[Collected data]
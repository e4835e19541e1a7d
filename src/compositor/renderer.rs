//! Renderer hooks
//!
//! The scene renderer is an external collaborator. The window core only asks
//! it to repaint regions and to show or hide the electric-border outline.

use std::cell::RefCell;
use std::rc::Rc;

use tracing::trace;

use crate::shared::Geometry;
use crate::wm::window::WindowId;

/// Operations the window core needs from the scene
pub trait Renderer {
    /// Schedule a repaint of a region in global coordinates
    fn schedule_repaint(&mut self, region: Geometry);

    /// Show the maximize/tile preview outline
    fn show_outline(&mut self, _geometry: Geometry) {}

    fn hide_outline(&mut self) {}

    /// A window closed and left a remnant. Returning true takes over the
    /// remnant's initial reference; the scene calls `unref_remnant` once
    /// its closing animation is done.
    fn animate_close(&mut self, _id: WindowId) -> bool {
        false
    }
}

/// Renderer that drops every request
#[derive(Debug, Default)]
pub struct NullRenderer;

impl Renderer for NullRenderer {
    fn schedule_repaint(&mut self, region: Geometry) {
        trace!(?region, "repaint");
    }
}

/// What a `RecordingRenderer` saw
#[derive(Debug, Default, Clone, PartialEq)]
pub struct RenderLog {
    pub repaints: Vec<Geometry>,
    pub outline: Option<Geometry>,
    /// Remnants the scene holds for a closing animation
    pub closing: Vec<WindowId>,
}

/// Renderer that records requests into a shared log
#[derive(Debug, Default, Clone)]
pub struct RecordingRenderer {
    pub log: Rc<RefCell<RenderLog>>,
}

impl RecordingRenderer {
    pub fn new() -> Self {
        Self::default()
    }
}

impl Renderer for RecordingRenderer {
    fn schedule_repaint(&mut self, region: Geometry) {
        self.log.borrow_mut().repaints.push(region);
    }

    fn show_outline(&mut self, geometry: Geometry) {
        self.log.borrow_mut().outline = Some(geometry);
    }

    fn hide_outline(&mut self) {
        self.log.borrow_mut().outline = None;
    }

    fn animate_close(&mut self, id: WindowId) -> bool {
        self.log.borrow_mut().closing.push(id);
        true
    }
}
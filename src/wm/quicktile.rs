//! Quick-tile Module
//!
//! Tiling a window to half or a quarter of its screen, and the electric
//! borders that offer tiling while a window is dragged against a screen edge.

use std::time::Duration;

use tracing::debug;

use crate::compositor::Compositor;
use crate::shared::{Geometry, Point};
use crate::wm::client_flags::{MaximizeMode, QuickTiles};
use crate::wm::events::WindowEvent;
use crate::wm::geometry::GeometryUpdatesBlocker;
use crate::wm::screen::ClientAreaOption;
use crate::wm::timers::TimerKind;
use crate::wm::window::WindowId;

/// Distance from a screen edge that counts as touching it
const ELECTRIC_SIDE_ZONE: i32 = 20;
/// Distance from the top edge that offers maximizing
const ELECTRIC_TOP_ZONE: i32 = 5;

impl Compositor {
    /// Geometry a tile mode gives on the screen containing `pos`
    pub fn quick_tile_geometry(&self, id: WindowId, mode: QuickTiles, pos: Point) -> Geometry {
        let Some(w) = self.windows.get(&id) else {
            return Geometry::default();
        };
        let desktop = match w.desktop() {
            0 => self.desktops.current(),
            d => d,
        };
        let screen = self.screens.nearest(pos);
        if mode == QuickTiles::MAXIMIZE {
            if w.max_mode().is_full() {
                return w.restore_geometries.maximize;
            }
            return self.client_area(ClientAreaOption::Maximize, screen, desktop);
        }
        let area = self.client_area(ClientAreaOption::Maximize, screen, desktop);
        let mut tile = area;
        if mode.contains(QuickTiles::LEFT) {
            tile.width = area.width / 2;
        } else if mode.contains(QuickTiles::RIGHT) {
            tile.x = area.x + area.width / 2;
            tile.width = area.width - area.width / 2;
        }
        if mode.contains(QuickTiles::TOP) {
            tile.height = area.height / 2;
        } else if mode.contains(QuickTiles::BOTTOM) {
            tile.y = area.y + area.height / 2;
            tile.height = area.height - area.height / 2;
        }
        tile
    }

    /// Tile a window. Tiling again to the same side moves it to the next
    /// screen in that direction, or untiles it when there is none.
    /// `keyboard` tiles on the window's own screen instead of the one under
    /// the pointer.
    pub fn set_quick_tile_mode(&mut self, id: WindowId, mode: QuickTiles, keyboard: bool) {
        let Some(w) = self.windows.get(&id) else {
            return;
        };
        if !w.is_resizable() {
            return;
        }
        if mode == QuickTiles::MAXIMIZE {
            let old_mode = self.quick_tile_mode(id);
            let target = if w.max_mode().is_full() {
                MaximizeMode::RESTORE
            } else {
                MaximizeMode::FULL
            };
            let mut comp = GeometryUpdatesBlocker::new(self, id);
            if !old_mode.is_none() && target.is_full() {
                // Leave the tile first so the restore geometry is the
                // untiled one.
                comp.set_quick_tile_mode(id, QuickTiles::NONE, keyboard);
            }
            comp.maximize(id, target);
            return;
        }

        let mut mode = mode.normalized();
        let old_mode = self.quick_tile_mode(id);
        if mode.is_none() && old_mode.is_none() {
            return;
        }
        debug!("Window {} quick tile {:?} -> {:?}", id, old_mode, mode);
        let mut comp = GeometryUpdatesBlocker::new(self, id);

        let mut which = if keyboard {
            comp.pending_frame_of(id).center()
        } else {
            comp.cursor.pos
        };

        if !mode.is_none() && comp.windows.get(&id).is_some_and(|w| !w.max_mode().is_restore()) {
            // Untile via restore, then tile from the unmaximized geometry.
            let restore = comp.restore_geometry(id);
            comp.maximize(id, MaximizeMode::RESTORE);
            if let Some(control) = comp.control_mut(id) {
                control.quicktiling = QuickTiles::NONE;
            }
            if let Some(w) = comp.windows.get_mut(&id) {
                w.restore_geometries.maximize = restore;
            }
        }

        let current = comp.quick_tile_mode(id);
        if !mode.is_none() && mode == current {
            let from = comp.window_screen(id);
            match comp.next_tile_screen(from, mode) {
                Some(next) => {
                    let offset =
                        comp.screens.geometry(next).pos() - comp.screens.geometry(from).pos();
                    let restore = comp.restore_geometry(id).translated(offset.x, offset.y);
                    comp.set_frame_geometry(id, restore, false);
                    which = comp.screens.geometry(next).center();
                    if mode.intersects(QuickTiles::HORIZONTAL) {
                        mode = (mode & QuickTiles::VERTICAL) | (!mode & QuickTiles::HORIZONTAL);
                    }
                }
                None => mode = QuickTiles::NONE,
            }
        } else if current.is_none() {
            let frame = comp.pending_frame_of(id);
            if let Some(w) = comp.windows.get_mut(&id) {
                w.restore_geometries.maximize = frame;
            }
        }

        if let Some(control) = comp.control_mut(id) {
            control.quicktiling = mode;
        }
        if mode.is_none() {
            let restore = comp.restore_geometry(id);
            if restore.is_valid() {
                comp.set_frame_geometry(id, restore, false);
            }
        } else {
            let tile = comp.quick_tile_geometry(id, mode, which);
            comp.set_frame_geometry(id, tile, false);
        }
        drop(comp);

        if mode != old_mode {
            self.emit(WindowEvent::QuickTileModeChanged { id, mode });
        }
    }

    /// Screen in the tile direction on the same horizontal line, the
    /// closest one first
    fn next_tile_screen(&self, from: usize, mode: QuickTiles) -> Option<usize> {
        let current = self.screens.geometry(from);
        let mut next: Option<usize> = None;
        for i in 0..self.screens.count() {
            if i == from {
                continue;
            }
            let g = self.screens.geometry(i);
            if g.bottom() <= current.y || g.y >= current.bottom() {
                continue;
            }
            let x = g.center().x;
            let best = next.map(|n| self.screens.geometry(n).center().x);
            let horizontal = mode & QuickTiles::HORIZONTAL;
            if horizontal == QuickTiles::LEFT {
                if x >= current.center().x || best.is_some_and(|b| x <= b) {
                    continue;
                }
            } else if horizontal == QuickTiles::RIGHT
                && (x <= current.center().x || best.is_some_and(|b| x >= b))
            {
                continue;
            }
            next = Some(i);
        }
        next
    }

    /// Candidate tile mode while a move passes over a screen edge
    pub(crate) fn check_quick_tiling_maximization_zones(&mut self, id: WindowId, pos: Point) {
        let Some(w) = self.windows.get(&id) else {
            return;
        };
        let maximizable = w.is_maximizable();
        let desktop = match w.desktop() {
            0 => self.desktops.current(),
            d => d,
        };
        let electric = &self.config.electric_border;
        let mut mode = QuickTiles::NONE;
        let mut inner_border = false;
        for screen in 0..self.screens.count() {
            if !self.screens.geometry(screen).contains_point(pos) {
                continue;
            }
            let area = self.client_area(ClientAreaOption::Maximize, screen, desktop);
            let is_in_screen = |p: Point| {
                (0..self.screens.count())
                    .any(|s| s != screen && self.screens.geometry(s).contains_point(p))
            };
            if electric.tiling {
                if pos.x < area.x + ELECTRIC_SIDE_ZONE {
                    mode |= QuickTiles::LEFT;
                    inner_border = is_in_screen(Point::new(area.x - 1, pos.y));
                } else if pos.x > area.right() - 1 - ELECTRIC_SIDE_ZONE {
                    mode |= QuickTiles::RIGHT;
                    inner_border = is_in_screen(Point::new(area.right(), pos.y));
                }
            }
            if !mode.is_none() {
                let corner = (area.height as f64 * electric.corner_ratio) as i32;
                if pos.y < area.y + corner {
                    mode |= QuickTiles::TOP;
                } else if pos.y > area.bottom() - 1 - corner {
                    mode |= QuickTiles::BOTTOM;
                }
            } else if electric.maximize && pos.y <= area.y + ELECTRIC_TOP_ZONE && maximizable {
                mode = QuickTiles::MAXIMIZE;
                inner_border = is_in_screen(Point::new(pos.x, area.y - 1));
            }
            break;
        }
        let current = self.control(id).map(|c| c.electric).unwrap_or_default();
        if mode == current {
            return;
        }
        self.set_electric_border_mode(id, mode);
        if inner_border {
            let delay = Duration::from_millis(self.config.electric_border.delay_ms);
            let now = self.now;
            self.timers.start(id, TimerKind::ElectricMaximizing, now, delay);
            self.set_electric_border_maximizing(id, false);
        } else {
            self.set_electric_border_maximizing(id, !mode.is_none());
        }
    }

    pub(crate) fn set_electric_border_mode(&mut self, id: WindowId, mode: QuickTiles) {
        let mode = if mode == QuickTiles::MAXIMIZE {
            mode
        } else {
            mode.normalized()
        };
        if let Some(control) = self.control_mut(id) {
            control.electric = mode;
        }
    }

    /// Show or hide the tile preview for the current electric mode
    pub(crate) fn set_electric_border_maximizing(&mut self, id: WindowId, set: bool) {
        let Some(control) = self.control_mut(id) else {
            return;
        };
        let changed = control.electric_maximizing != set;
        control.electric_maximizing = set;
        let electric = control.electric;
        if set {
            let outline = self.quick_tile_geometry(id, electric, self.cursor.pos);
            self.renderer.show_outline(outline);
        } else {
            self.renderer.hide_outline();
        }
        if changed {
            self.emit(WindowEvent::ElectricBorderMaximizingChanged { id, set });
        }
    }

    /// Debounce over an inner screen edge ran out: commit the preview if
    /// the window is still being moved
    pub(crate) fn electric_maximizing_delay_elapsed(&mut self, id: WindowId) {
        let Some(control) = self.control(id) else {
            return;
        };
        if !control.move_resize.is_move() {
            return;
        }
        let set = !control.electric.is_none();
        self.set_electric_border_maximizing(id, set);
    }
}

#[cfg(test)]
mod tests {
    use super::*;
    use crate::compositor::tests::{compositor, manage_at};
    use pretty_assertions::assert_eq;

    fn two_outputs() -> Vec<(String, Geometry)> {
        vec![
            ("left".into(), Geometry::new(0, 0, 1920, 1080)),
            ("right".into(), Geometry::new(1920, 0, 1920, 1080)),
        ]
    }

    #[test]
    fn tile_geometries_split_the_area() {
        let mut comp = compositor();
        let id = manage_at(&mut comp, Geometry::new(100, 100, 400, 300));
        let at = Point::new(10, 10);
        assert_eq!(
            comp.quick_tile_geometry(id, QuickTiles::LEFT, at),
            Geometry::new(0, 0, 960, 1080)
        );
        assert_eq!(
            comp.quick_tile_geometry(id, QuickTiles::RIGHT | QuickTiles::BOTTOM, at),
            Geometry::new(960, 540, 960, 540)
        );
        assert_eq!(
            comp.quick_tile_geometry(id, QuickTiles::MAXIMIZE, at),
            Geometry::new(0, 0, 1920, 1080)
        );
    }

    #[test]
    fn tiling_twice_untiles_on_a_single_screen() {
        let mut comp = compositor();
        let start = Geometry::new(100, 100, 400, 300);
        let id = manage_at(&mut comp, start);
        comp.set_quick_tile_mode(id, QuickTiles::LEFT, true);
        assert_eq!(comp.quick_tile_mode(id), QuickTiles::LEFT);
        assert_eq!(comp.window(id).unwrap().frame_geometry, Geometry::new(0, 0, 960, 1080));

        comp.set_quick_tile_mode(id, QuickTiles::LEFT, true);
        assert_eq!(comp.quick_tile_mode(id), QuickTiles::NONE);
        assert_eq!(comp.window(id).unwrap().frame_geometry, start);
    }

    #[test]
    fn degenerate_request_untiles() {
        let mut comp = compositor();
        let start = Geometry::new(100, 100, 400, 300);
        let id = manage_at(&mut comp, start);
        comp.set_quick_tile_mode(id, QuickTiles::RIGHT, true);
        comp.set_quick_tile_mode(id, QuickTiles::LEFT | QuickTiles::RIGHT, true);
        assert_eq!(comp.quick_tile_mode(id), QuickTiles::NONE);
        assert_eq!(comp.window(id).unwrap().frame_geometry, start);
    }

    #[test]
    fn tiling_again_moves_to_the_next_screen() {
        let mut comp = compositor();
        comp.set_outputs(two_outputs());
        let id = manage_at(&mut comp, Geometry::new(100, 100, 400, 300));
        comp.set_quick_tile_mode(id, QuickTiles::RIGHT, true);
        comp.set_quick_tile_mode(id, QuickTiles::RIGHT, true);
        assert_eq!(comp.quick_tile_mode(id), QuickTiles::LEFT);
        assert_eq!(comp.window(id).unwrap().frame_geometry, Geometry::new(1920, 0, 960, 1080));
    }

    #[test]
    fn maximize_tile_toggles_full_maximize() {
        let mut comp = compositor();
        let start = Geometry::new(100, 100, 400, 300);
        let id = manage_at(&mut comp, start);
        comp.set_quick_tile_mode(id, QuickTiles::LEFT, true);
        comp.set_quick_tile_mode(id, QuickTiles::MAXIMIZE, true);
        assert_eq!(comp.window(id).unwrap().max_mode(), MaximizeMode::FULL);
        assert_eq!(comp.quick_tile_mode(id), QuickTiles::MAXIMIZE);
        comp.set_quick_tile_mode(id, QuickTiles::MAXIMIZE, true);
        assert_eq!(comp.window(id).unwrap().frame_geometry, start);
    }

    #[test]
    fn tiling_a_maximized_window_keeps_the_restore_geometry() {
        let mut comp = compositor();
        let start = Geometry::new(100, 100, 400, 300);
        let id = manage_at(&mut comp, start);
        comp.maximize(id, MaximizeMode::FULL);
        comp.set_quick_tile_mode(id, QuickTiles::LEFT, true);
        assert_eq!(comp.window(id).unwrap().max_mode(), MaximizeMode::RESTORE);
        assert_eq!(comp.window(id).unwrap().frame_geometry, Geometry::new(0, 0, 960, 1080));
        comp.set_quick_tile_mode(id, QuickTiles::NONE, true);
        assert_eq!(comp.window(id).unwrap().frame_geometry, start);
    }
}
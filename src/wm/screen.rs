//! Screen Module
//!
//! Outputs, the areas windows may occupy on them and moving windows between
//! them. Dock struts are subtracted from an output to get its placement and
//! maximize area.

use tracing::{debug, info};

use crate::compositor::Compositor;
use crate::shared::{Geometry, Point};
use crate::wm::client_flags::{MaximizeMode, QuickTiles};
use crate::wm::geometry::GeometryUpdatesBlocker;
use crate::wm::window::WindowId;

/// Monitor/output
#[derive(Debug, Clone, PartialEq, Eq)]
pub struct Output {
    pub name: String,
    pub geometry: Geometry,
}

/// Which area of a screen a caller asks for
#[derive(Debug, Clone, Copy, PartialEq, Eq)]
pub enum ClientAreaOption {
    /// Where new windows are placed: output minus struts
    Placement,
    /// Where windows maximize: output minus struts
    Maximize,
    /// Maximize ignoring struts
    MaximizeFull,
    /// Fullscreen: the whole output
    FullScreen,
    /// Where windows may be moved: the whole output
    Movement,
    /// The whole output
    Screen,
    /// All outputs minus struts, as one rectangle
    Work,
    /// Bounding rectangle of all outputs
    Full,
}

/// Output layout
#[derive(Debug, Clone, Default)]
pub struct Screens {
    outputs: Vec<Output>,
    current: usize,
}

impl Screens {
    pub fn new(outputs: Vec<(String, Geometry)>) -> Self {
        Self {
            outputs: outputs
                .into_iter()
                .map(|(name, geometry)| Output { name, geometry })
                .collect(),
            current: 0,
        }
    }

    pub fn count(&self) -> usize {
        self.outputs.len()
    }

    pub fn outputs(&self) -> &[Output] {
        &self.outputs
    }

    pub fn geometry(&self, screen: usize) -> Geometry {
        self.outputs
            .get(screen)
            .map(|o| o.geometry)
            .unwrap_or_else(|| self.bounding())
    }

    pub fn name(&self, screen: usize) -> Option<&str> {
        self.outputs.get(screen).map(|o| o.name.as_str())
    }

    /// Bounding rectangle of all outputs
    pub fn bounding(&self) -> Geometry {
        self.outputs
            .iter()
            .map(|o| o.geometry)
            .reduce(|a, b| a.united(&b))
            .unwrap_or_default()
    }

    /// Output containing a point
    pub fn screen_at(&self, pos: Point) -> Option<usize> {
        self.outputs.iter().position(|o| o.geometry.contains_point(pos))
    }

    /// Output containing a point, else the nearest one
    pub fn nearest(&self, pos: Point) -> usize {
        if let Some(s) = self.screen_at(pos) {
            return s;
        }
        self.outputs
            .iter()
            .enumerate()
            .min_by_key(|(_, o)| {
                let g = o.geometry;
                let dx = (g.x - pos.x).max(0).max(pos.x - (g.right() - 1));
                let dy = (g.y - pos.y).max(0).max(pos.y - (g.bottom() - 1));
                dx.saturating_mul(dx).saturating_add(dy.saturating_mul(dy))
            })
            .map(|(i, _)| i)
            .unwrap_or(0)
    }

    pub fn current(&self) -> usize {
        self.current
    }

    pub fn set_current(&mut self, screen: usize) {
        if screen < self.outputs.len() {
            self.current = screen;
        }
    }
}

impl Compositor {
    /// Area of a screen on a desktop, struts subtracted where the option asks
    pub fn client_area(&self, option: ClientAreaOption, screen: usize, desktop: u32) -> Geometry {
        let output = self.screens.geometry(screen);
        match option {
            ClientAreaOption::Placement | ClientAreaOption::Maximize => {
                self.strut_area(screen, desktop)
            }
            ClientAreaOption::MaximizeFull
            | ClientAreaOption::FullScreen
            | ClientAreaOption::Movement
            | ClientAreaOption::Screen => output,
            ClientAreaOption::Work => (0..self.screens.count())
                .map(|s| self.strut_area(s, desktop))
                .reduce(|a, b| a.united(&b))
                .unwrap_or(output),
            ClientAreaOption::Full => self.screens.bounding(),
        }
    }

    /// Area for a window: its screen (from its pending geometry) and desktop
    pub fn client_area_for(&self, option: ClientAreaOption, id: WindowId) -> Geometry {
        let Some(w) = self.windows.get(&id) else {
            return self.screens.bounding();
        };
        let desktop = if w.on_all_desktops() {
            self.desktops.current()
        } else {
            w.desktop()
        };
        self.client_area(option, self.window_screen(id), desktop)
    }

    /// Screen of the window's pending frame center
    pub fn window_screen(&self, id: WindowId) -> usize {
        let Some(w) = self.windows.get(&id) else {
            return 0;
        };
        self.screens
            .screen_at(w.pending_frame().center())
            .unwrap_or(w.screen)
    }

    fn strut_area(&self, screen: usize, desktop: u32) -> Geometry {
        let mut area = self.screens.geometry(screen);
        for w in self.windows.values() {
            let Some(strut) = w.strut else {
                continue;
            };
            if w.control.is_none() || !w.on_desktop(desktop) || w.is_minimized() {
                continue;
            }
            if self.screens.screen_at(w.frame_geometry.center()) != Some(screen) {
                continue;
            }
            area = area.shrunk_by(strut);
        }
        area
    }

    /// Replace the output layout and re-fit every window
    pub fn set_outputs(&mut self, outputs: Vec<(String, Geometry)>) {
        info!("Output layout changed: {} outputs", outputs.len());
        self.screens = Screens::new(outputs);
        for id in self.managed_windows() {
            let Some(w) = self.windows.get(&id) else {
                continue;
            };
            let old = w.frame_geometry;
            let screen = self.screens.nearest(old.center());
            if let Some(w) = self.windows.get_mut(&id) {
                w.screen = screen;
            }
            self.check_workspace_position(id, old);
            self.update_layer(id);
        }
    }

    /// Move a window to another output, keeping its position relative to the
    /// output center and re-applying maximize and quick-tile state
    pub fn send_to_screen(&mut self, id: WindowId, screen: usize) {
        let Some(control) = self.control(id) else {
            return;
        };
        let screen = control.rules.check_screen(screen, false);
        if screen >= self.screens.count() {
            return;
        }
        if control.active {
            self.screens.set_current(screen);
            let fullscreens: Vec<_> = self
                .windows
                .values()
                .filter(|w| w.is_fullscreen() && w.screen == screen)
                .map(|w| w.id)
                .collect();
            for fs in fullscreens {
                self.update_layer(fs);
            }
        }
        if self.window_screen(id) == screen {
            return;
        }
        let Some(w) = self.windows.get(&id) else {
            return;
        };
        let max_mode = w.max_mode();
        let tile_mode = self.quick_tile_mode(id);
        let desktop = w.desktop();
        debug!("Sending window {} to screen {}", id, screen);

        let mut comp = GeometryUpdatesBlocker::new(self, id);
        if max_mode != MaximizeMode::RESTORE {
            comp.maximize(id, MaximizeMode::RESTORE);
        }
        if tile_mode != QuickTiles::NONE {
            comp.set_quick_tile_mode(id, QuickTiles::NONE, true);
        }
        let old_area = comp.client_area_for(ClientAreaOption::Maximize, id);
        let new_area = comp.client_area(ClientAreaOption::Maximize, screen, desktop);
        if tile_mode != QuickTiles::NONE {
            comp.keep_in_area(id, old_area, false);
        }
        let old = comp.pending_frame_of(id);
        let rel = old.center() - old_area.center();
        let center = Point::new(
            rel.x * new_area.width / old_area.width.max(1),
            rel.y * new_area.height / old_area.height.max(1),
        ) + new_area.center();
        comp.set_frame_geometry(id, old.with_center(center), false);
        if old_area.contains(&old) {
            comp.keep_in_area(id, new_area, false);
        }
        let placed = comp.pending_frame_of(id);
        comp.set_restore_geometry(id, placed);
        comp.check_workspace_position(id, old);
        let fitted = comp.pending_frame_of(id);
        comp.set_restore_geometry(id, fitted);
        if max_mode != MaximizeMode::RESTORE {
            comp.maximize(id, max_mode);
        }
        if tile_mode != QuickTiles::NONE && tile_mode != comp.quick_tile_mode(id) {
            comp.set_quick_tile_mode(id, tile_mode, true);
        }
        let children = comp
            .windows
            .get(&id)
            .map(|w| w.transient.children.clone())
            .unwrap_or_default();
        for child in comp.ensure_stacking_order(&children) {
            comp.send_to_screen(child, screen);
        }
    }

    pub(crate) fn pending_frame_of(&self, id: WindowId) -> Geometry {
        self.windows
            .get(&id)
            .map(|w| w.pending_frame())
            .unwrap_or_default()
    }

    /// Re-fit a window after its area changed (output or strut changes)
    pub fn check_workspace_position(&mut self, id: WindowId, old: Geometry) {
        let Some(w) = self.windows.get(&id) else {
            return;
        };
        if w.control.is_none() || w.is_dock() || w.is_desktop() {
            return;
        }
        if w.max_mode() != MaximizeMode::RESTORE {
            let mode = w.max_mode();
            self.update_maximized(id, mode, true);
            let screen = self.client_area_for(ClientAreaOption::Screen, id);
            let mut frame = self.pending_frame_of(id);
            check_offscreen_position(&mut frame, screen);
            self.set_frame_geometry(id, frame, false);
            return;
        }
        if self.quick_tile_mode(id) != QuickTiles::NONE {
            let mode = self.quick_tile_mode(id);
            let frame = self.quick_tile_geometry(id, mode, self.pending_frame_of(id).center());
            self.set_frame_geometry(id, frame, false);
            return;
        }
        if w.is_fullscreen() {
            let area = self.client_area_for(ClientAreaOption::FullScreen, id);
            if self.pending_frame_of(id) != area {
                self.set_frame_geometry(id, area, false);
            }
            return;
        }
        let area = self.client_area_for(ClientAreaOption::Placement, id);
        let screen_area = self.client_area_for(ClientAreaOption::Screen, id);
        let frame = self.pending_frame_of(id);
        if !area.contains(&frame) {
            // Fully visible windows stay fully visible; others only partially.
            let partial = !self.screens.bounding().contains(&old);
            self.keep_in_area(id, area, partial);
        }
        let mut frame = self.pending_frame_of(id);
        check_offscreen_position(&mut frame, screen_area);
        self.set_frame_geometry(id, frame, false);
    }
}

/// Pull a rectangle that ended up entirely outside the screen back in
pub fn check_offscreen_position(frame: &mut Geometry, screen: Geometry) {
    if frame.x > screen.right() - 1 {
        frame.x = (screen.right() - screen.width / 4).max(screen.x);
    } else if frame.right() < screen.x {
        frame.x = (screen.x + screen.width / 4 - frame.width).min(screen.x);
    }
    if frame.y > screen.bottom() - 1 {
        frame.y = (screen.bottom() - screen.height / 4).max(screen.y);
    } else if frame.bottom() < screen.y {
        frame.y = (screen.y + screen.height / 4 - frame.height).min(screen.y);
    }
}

## What is required
Among the entries, work out how many lines include the word "info". Answer with that number only.

## Response area
2